The benefits of adopting integrated ESG software
In particular, the adoption of ESG software integrated with a Data Hub offers numerous advantagessecond Mia-FinTech:
- Simplified ESG rating: allows you to define a score aimed at creating a rating that the company can then spend with the various actors, from a social, banking or communication point of view.
- Better data sharing and internal collaborationfacilitating the collection and sharing of data between different company teams and ensuring alignment with the main reporting standards, such as European and international regulations.
- Reduction of manual workload and margins of errorcentralizing and verifying ESG data from numerous sources across the organization and eliminating repetitive and time-consuming tasks.

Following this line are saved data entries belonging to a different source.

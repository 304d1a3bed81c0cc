//! Seeded exponential smoothing shared by EMA, RSI and ATR.

/// Smooths `values` with factor `alpha`, seeded by the mean of
/// `values[first..first + period]`.
///
/// The seed lands at index `first + period - 1`; everything before it is NaN.
/// A NaN inside the seed leaves the whole output NaN, and the first NaN after
/// the seed ends the series.
pub fn seeded_smoothing(values: &[f64], first: usize, period: usize, alpha: f64) -> Vec<f64> {
    let mut out = vec![f64::NAN; values.len()];
    let seed_end = first + period;
    if period == 0 || values.len() < seed_end {
        return out;
    }

    let seed = &values[first..seed_end];
    if seed.iter().any(|v| v.is_nan()) {
        return out;
    }
    let mut level = seed.iter().sum::<f64>() / period as f64;
    out[seed_end - 1] = level;

    for (slot, &v) in out[seed_end..].iter_mut().zip(&values[seed_end..]) {
        if v.is_nan() {
            break;
        }
        level = alpha * v + (1.0 - alpha) * level;
        *slot = level;
    }
    out
}

/// Wilder smoothing (alpha = 1/period) for series whose index 0 has no
/// predecessor, such as price changes or true range.
pub fn wilder(values: &[f64], period: usize) -> Vec<f64> {
    seeded_smoothing(values, 1, period, 1.0 / period as f64)
}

- Greater operational sustainabilitymaking it easier to plan and implement strategies to reduce emissions and costs, thus optimizing energy consumption and improving economic efficiency.
- Better governance of ESG processes and software: through the use of composable applications, by splitting complex applications into independent units it is possible to promote the modularity, reusability and interoperability of existing assets, helping to improve software governance.
Press release by Espresso Communication Srl.